··· Supplied records

/*!
    Rational number type for time bases and frame rates.
*/

use std::fmt;

/**
    A rational number represented as a numerator and denominator.

    Used for time bases (e.g., 1/48000 for audio) and frame rates
    (e.g., 24000/1001 for 23.976 fps).
*/
#[derive(Clone, Copy, PartialEq, Eq, Hash)]
pub struct Rational {
    pub num: i32,
    pub den: i32,
}

impl Rational {
    /**
        Create a new rational number.

        # Panics

        Panics if `den` is zero.
    */
    #[inline]
    pub const fn new(num: i32, den: i32) -> Self {
        assert!(den != 0, "denominator cannot be zero");
        Self { num, den }
    }

    /**
        Convert to f64.
    */
    #[inline]
    pub fn to_f64(self) -> f64 {
        self.num as f64 / self.den as f64
    }

    /**
        Invert the rational (swap numerator and denominator).

        # Panics

        Panics if numerator is zero.
    */
    #[inline]
    pub const fn invert(self) -> Self {
        assert!(self.num != 0, "cannot invert zero");
        Self {
            num: self.den,
            den: self.num,
        }
    }

    /**
        Returns true if both terms are strictly positive.
    */
    #[inline]
    pub const fn is_positive(self) -> bool {
        self.num > 0 && self.den > 0
    }

    /**
        Approximate a floating point rate (e.g. 29.97) as a rational.

        Common NTSC rates map to their exact `x000/1001` forms, everything
        else is expressed in thousandths.
    */
    pub fn from_f64(value: f64) -> Self {
        for base in [24, 30, 48, 60, 120] {
            let ntsc = base as f64 * 1000.0 / 1001.0;
            if (value - ntsc).abs() < 0.005 {
                return Self::new(base * 1000, 1001);
            }
        }
        if (value - value.round()).abs() < 1e-9 {
            return Self::new(value.round() as i32, 1);
        }
        Self::new((value * 1000.0).round() as i32, 1000)
    }

    /**
        Rescale `value` expressed in `from` units into `to` units, rounding
        to the nearest integer with ties away from zero.
    */
    pub fn rescale(value: i64, from: Rational, to: Rational) -> i64 {
        if from == to {
            return value;
        }
        let mut num = value as i128 * from.num as i128 * to.den as i128;
        let mut den = from.den as i128 * to.num as i128;
        if den < 0 {
            num = -num;
            den = -den;
        }
        let half = den / 2;
        let rounded = if num >= 0 {
            (num + half) / den
        } else {
            -((-num + half) / den)
        };
        rounded as i64
    }
}

impl fmt::Debug for Rational {
    fn fmt(&self, f: &mut fmt::Formatter<'_>) -> fmt::Result {
        write!(f, "{}/{}", self.num, self.den)
    }
}

impl fmt::Display for Rational {
    fn fmt(&self, f: &mut fmt::Formatter<'_>) -> fmt::Result {
        write!(f, "{}/{}", self.num, self.den)
    }
}

impl From<(i32, i32)> for Rational {
    fn from((num, den): (i32, i32)) -> Self {
        Self::new(num, den)
    }
}

impl From<i32> for Rational {
    fn from(num: i32) -> Self {
        Self::new(num, 1)
    }
}
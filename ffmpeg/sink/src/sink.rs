/*!
    Media sink implementation.
*/

use std::path::{Path, PathBuf};

use ffmpeg_next::{
    Dictionary, Rational as FFmpegRational, codec::Parameters, format,
    format::context::Output as OutputContext,
};
use tracing::{debug, info, warn};

use ffmpeg_types::{ContainerFormat, Error, Packet, Rational, Result, StreamType, Tags};

/**
    Destination for encoded packets.

    Implemented by [`Sink`]; the session code writes through this trait so
    it can be driven without a container in tests.
*/
pub trait PacketSink {
    fn write(&mut self, packet: &Packet) -> Result<()>;
}

#[derive(Clone, Copy, Debug)]
struct StreamSlot {
    kind: StreamType,
    index: usize,
    time_base: Rational,
}

/**
    Media sink for writing to container files.

    Streams are added after creation, then the header is written, then
    packets are written in any order across streams (the container
    interleaves them). [`Sink::finish`] writes the trailer.
*/
pub struct Sink {
    output: OutputContext,
    path: PathBuf,
    container: Option<ContainerFormat>,
    streams: Vec<StreamSlot>,
    header_written: bool,
}

impl Sink {
    /**
        Create a sink for the given path.

        The container is guessed from the path extension. Tags are written
        as container metadata.
    */
    pub fn create(path: impl AsRef<Path>, tags: &Tags) -> Result<Self> {
        ffmpeg_next::init().map_err(|e| Error::codec(e.to_string()))?;

        let path = path.as_ref();
        let container = ContainerFormat::from_path(path);

        let mut output = format::output(path).map_err(|e| {
            Error::config(format!(
                "cannot create container for {}: {e}",
                path.display()
            ))
        })?;

        if !tags.is_empty() {
            output.set_metadata(to_dictionary(tags));
        }

        info!(
            path = %path.display(),
            container = output.format().name(),
            "created output"
        );

        Ok(Self {
            output,
            path: path.to_path_buf(),
            container,
            streams: Vec::new(),
            header_written: false,
        })
    }

    pub fn path(&self) -> &Path {
        &self.path
    }

    /**
        Container guessed from the path extension, if it had one.
    */
    pub fn container(&self) -> Option<&ContainerFormat> {
        self.container.as_ref()
    }

    /**
        Returns true if encoders must put codec headers in extradata
        instead of the bitstream.
    */
    pub fn needs_global_header(&self) -> bool {
        self.output
            .format()
            .flags()
            .contains(format::Flags::GLOBAL_HEADER)
    }

    /**
        Add a stream with the given codec parameters.

        `time_base` is a hint; the muxer may pick a different one when the
        header is written.
    */
    pub fn add_stream(
        &mut self,
        kind: StreamType,
        parameters: Parameters,
        time_base: Rational,
        tags: &Tags,
    ) -> Result<usize> {
        if self.header_written {
            return Err(Error::config("cannot add a stream after the header"));
        }
        if self.streams.iter().any(|s| s.kind == kind) {
            return Err(Error::config(format!("{kind} stream already added")));
        }

        let mut stream = self
            .output
            .add_stream(ffmpeg_next::encoder::find(ffmpeg_next::codec::Id::None))
            .map_err(|e| Error::config(format!("failed to add {kind} stream: {e}")))?;
        stream.set_parameters(parameters);
        // Let the muxer pick the codec tag for the container
        unsafe {
            (*stream.parameters().as_mut_ptr()).codec_tag = 0;
        }
        stream.set_time_base(FFmpegRational::new(time_base.num, time_base.den));
        if !tags.is_empty() {
            stream.set_metadata(to_dictionary(tags));
        }

        let index = stream.index();
        debug!(stream = index, kind = %kind, time_base = %time_base, "added stream");
        self.streams.push(StreamSlot {
            kind,
            index,
            time_base,
        });
        Ok(index)
    }

    /**
        Write the container header.

        Stream time bases are re-read afterwards since muxers are free to
        change them.
    */
    pub fn write_header(&mut self) -> Result<()> {
        if self.streams.is_empty() {
            return Err(Error::config("container has no streams"));
        }
        self.output
            .write_header()
            .map_err(|e| Error::config(format!("failed to write header: {e}")))?;

        for slot in &mut self.streams {
            if let Some(stream) = self.output.stream(slot.index) {
                let tb = stream.time_base();
                let time_base = Rational::new(tb.numerator(), tb.denominator());
                if time_base != slot.time_base {
                    debug!(stream = slot.index, time_base = %time_base, "muxer changed time base");
                }
                slot.time_base = time_base;
            }
        }
        self.header_written = true;
        Ok(())
    }

    fn slot(&self, kind: StreamType) -> Option<&StreamSlot> {
        self.streams.iter().find(|s| s.kind == kind)
    }

    /**
        Write a packet to the sink.

        Packets are routed to the stream of their type and rescaled from
        the packet time base into the stream time base.
    */
    pub fn write(&mut self, packet: &Packet) -> Result<()> {
        if !self.header_written {
            return Err(Error::invalid_data("header not written"));
        }
        let slot = *self.slot(packet.stream_type).ok_or_else(|| {
            Error::invalid_data(format!("no {} stream configured", packet.stream_type))
        })?;

        // Create FFmpeg packet
        let mut ffmpeg_pkt = if packet.data.is_empty() {
            ffmpeg_next::Packet::empty()
        } else {
            ffmpeg_next::Packet::copy(&packet.data)
        };
        ffmpeg_pkt.set_stream(slot.index);

        let rescale = |ts: i64| Rational::rescale(ts, packet.time_base, slot.time_base);
        ffmpeg_pkt.set_pts(packet.pts.map(|pts| rescale(pts.0)));
        ffmpeg_pkt.set_dts(packet.dts.map(|dts| rescale(dts.0)));
        ffmpeg_pkt.set_duration(rescale(packet.duration.0));

        if packet.is_keyframe {
            ffmpeg_pkt.set_flags(ffmpeg_next::packet::Flags::KEY);
        }

        ffmpeg_pkt
            .write_interleaved(&mut self.output)
            .map_err(|e| Error::codec(format!("failed to write packet: {e}")))?;

        Ok(())
    }

    /**
        Finish writing and close the sink.

        This writes any trailing metadata (duration, seeking index) and
        finalizes the container. The file may be corrupt if this is not called.
    */
    pub fn finish(mut self) -> Result<()> {
        if !self.header_written {
            return Err(Error::invalid_data("header not written"));
        }
        self.output
            .write_trailer()
            .map_err(|e| Error::codec(format!("failed to write trailer: {e}")))?;
        info!(path = %self.path.display(), "finished output");
        Ok(())
    }

    /**
        Close the sink without a trailer and delete the file.
    */
    pub fn discard(self) {
        let Self { output, path, .. } = self;
        drop(output);
        match std::fs::remove_file(&path) {
            Ok(()) => debug!(path = %path.display(), "removed partial output"),
            Err(e) if e.kind() == std::io::ErrorKind::NotFound => {}
            Err(e) => warn!(path = %path.display(), error = %e, "failed to remove partial output"),
        }
    }
}

impl PacketSink for Sink {
    fn write(&mut self, packet: &Packet) -> Result<()> {
        Sink::write(self, packet)
    }
}

fn to_dictionary(tags: &Tags) -> Dictionary<'static> {
    let mut dict = Dictionary::new();
    for (key, value) in tags {
        dict.set(key, value);
    }
    dict
}

impl std::fmt::Debug for Sink {
    fn fmt(&self, f: &mut std::fmt::Formatter<'_>) -> std::fmt::Result {
        f.debug_struct("Sink")
            .field("path", &self.path)
            .field("streams", &self.streams)
            .field("header_written", &self.header_written)
            .finish_non_exhaustive()
    }
}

······

Directions for this task. From the entries above, print the lines beginning at the one with "instead of the bitstream." and stopping after the one with "one when the", exactly as written and with nothing else.

Response to this exercise.
        instead of the bitstream.
    */
    pub fn needs_global_header(&self) -> bool {
        self.output
            .format()
            .flags()
            .contains(format::Flags::GLOBAL_HEADER)
    }

    /**
        Add a stream with the given codec parameters.

        `time_base` is a hint; the muxer may pick a different one when the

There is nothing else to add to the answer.